Although I am military, for me civilian stories with normal communication, with the possibility of at least minimally planning your day, this is critical. And there is none of this in the army. You can’t plan anything. It’s funny when journalists ask me, “We want to come visit you in a week, where will you be?” I don’t know where I’ll be this evening, because yesterday we were, let’s say, in Kupiansk, and in the morning we get an order that we have to move to Dnipropetrovsk region, and that we have 2 hours to pack up. It’s crazy to move with all of the stuff, because here there is this “damn, we just got here.” We had a week when we were moving, changing location, 5 times in 7 days.

You don’t belong to yourself. This is my great pain. You don’t have a planning horizon even for the next day. I don’t know what tomorrow will bring, where we will move again, I can’t guarantee that I will be there tomorrow in the place where I was relocated.

Alina Mykhaylova. Yalta European Strategy. Photographs provided by the Victor Pinchuk Foundation. Photographer: Serhiy Illin.
[Those who are considering an option of joining the military] need to clearly answer for themselves why they are going into the military. And understand that the military is far from how it looks in motivational videos and pictures. Because people came to us who watched successful raids and operations on YouTube, but reality is completely different. And when, for example, people were showed the reality – there was a video when a paramedic was unloading a wounded fighter, and he himself blew up – people wrote, “Why are you showing this, it’s demoralizing, it’s quiet horror.” But for us in the military this is surprising. We live in this every day. This is our reality, which society today is not ready for, because many people think that bullets bounce off our boys, no one dies, no one is left behind in assaults they storm. All our boys are always sunny, they are always alive… So then we have a problem with mobilization resources, that people come to us who want to storm strongholds, but they are not ready, neither physically, mentally, nor morally.

The problem with premature proclamations

A dangerous complacency has infected our society, and I believe it stems from misguided rhetoric proclaiming our victory as imminent.

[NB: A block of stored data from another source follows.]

// Host module - the lifecycle collaborator the components plug into
//
// This module contains:
// - HostLifetime: three one-shot phases (started/stopping/stopped) and request_stop
// - ServiceRegistry: ordered dependency lookup by type
// - Host / HostedService: starts and stops components under a shutdown deadline

pub mod lifetime;
pub mod registry;
pub mod runner;

pub use lifetime::{HostLifetime, LifecyclePhase, LifecycleSignal, Listener};
pub use registry::ServiceRegistry;
pub use runner::{DEFAULT_SHUTDOWN_TIMEOUT, Host, HostBuilder, HostedService};
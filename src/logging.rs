use anyhow::{Context, Result};
use camino::Utf8Path;
use std::fs;
use tracing_appender::non_blocking::WorkerGuard;
use tracing_appender::rolling;
use tracing_subscriber::{EnvFilter, layer::SubscriberExt, util::SubscriberInitExt};

/// Setup logging with a daily rotating file appender.
///
/// `RUST_LOG` takes precedence; otherwise the level is `debug` in debug mode
/// and `info` elsewhere.
///
/// # Arguments
/// * `log_dir` - Directory for log files (e.g., "logs")
/// * `log_prefix` - Prefix for log files (e.g., "loophost")
/// * `debug_mode` - If true, default to debug level
///
/// # Returns
/// A guard that must be held for the duration of the program to keep logging active
pub fn setup_logging(log_dir: &str, log_prefix: &str, debug_mode: bool) -> Result<WorkerGuard> {
    setup_logging_with_console(log_dir, log_prefix, debug_mode, false)
}

/// Setup logging with optional console output.
///
/// # Errors
/// Fails if the log directory cannot be created or a global subscriber is
/// already installed.
pub fn setup_logging_with_console(
    log_dir: &str,
    log_prefix: &str,
    debug_mode: bool,
    console_output: bool,
) -> Result<WorkerGuard> {
    ensure_log_dir(Utf8Path::new(log_dir))?;

    let file_appender = rolling::daily(log_dir, log_prefix);
    let (non_blocking, guard) = tracing_appender::non_blocking(file_appender);

    let file_layer = tracing_subscriber::fmt::layer()
        .with_writer(non_blocking)
        .with_ansi(false) // No ANSI codes in log files
        .with_target(true)
        .with_thread_ids(true)
        .with_thread_names(true)
        .with_file(true)
        .with_line_number(true);

    // Loop threads are named, so the console shows thread names too
    let console_layer = console_output.then(|| {
        tracing_subscriber::fmt::layer()
            .with_ansi(true)
            .with_target(false)
            .with_thread_names(true)
    });

    tracing_subscriber::registry()
        .with(env_filter(debug_mode))
        .with(file_layer)
        .with(console_layer)
        .try_init()
        .context("Failed to install global tracing subscriber")?;

    tracing::info!(
        "Logging initialized: dir={}, prefix={}, debug={}, console={}",
        log_dir,
        log_prefix,
        debug_mode,
        console_output
    );

    Ok(guard)
}

fn env_filter(debug_mode: bool) -> EnvFilter {
    EnvFilter::try_from_default_env().unwrap_or_else(|_| {
        if debug_mode {
            EnvFilter::new("debug")
        } else {
            EnvFilter::new("info")
        }
    })
}

fn ensure_log_dir(log_dir: &Utf8Path) -> Result<()> {
    if !log_dir.exists() {
        fs::create_dir_all(log_dir)
            .with_context(|| format!("Failed to create log directory: {}", log_dir))?;
    }
    Ok(())
}

#[cfg(test)]
mod tests {
    use super::*;
    use camino::Utf8PathBuf;
    use tempfile::TempDir;

    #[test]
    fn test_setup_logging_creates_directory() {
        let temp_dir = TempDir::new().unwrap();
        let log_dir = temp_dir.path().join("nested").join("logs");
        let log_dir = log_dir.to_str().unwrap();

        // A second global subscriber in the same test binary is an error, but
        // the directory is created either way
        let _guard = setup_logging(log_dir, "test", false);
        assert!(Utf8PathBuf::from(log_dir).exists());
    }

    #[test]
    fn test_ensure_log_dir_is_idempotent() {
        let temp_dir = TempDir::new().unwrap();
        let log_dir = Utf8PathBuf::try_from(temp_dir.path().join("logs")).unwrap();

        ensure_log_dir(&log_dir).unwrap();
        ensure_log_dir(&log_dir).unwrap();
        assert!(log_dir.is_dir());
    }
}
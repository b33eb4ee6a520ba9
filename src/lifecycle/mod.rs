// Lifecycle module - hosted components with guaranteed cleanup
//
// This module contains:
// - CleanupSet: resources released together, exactly once
// - RetryingLifecycleComponent: start routine wrapped in automatic retry
// - SingletonLifetimeService: single-instance enforcement via ExclusiveResourceGuard

pub mod cleanup;
pub mod retrying;
pub mod singleton;

pub use cleanup::CleanupSet;
pub use retrying::{
    LifecycleHooks, RETRY_SUBSCRIPTION, RetryOptions, RetryPolicy, RetryingLifecycleComponent,
    StartScope,
};
pub use singleton::{
    NotFirstInstanceCallback, SingletonLifetimeService, SingletonOptions, SingletonState,
};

When we were in Bakhmut this winter, for example, it was like facing a zombie attack. We would sit in a stronghold and see the Russians just standing up fully exposed and running straight at us. They would fall, and others would run after them again. It was an absurdity, like a horror movie. The truth is we do not currently have the resources to exceed them in numbers, weapons, ammunition, or equipment quality.

Objectively, it is unlikely we will be in Crimea next summer. But when our highest leadership says this, of course the population perceives it as: “Okay, we just need to hold out until next summer. If Crimea is ours, that means all the territory to Crimea – Zaporizhzhia, Kherson Oblast, Mariupol – will also be ours. So everything is great. I’ll hold out until next summer, I’ll mobilize, but I don’t really need to strain myself. And why should I prepare for possible mobilization or help the military if everyone else seems to be coping?”

Alina Mykhaylova. Yalta European Strategy. Photographs provided by the Victor Pinchuk Foundation. Photographer: Serhiy Illin.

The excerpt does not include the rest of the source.